Iggy Pop and the Stooges – review

More than four decades into his career, Pop is still a frantic ball of quivering, stage-diving energy, writes Mark Beaumont
  
  

Meltdown Festival 2013 - Iggy And The Stooges Perform At Royal Festival Hall
Frantic extremes … Iggy and the Stooges at the Royal Festival Hall, London. Photograph: Burak Cingi/Redferns/Getty Images Photograph: Burak Cingi/Redferns via Getty Images

"Before I die, which may be very soon," says Iggy Pop as Fun House grinds into life, "I want every single ass in here on stage dancing with the Stooges." Cue the world's politest stage invasion. There are few shows at the Royal Festival Hall – bastion of the reverential hush, the impeccable acoustic and politely shuffled programme – that feature a topless 66-year-old miming masturbation, crucifixion and heroin injections while people in the front row try to pull his jeans off. And fewer still where half the stalls' audience is crammed on stage within 30 minutes, bopping wildly and throwing their best sleazy sex-lizard writhes. But then, there are few like Iggy Pop. More than four decades into his career, he is still a frantic ball of quivering, stage-diving energy whose Raw Power instantly turns his gig at Yoko Ono's Meltdown festival into the closest you'll ever get to a 1970s East Village punk club with a royal box.

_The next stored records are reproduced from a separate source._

//! dep CLI - fetch pinned dependencies
//!
//! Usage:
//!   dep                              Resolve the dependencies listed in .dep
//!   dep --depfile deps.txt           Use another manifest
//!   dep --registry https://host/deps Try this source before the configured ones
//!   dep --report report.json         Also write a JSON report of the run

use anyhow::{Context, Result};
use clap::Parser;
use dep_fetch::core::manifest::DEFAULT_MANIFEST;
use dep_fetch::{output, Config, Manifest, Overrides, Resolver};
use std::path::PathBuf;

#[derive(Parser)]
#[command(name = "dep")]
#[command(about = "Fetch pinned dependencies from an ordered list of repositories")]
#[command(version)]
struct Cli {
    /// The dependency file
    #[arg(long, env = "DEP_FILE", default_value = DEFAULT_MANIFEST)]
    depfile: PathBuf,

    /// Extra source (URL or directory) tried before the configured repositories
    #[arg(long = "registry", env = "DEP_REGISTRY", value_delimiter = ',')]
    registries: Vec<String>,

    /// Config file to use instead of ~/.deprc/config.toml and ./config.toml
    #[arg(short, long, env = "DEP_CONFIG")]
    config: Option<PathBuf>,

    /// Dependency output directory
    #[arg(long = "dep-dir", env = "DEP_DIRECTORY")]
    dep_dir: Option<PathBuf>,

    /// Path of the 7-Zip executable
    #[arg(long = "seven-zip", env = "DEP_SEVEN_ZIP")]
    seven_zip: Option<PathBuf>,

    /// Connect/read timeout for remote sources, in seconds
    #[arg(long, env = "DEP_HTTP_TIMEOUT", value_name = "SECS")]
    timeout: Option<u64>,

    /// Write a JSON report of every resolution to this file
    #[arg(long, value_name = "FILE")]
    report: Option<PathBuf>,
}

fn main() -> Result<()> {
    let cli = Cli::parse();

    let manifest = Manifest::load(&cli.depfile)?;

    let overrides = Overrides {
        registries: cli.registries,
        dependency_directory: cli.dep_dir,
        seven_zip_executable: cli.seven_zip,
        http_timeout_secs: cli.timeout,
    };
    let config = Config::load(cli.config.as_deref(), overrides)?;

    if config.repositories.is_empty() {
        output::warning("no repositories configured; nothing can be resolved");
    }

    let report = Resolver::new(&config).run(&manifest)?;

    let unresolved: Vec<&str> = report.failed().map(|r| r.name.as_str()).collect();
    output::summary(
        report.resolved_count(),
        report.resolutions.len(),
        &unresolved,
    );

    if let Some(path) = cli.report {
        let json = serde_json::to_string_pretty(&report).context("Failed to serialize report")?;
        std::fs::write(&path, json)
            .with_context(|| format!("Failed to write report: {}", path.display()))?;
    }

    Ok(())
}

With an awkward gait borne of a spine permanently twisted from a combination of on-stage injuries and touring in economy class, Pop is one of the last remaining totems of authentic, inclusive punk-mania in our don't-touch-the-talent culture, the last great rock'n'roll wildman. As his revivified Stooges power through a breathless hour of volcanic garage rock without pause, Pop prowls and convulses through nihilist anthem Beyond the Law and the bubblegum biker-rock desperation of Gun with a rabid, and only slightly fogeyish, conviction. Punk is rooted in the primal powerhouses of Search and Destroy, 1970 and goth incubated beneath the skin of Open Up and Bleed, but Iggy is more concerned with lust than legacy, driving I Wanna Be Your Dog and No Fun to such frantic extremes that the crowd throw bras. "Rebels come and rebels go," he yelps on Sex and Money, from the Stooges' pessimistically titled new album, Ready to Die. There'll be no replacing this one.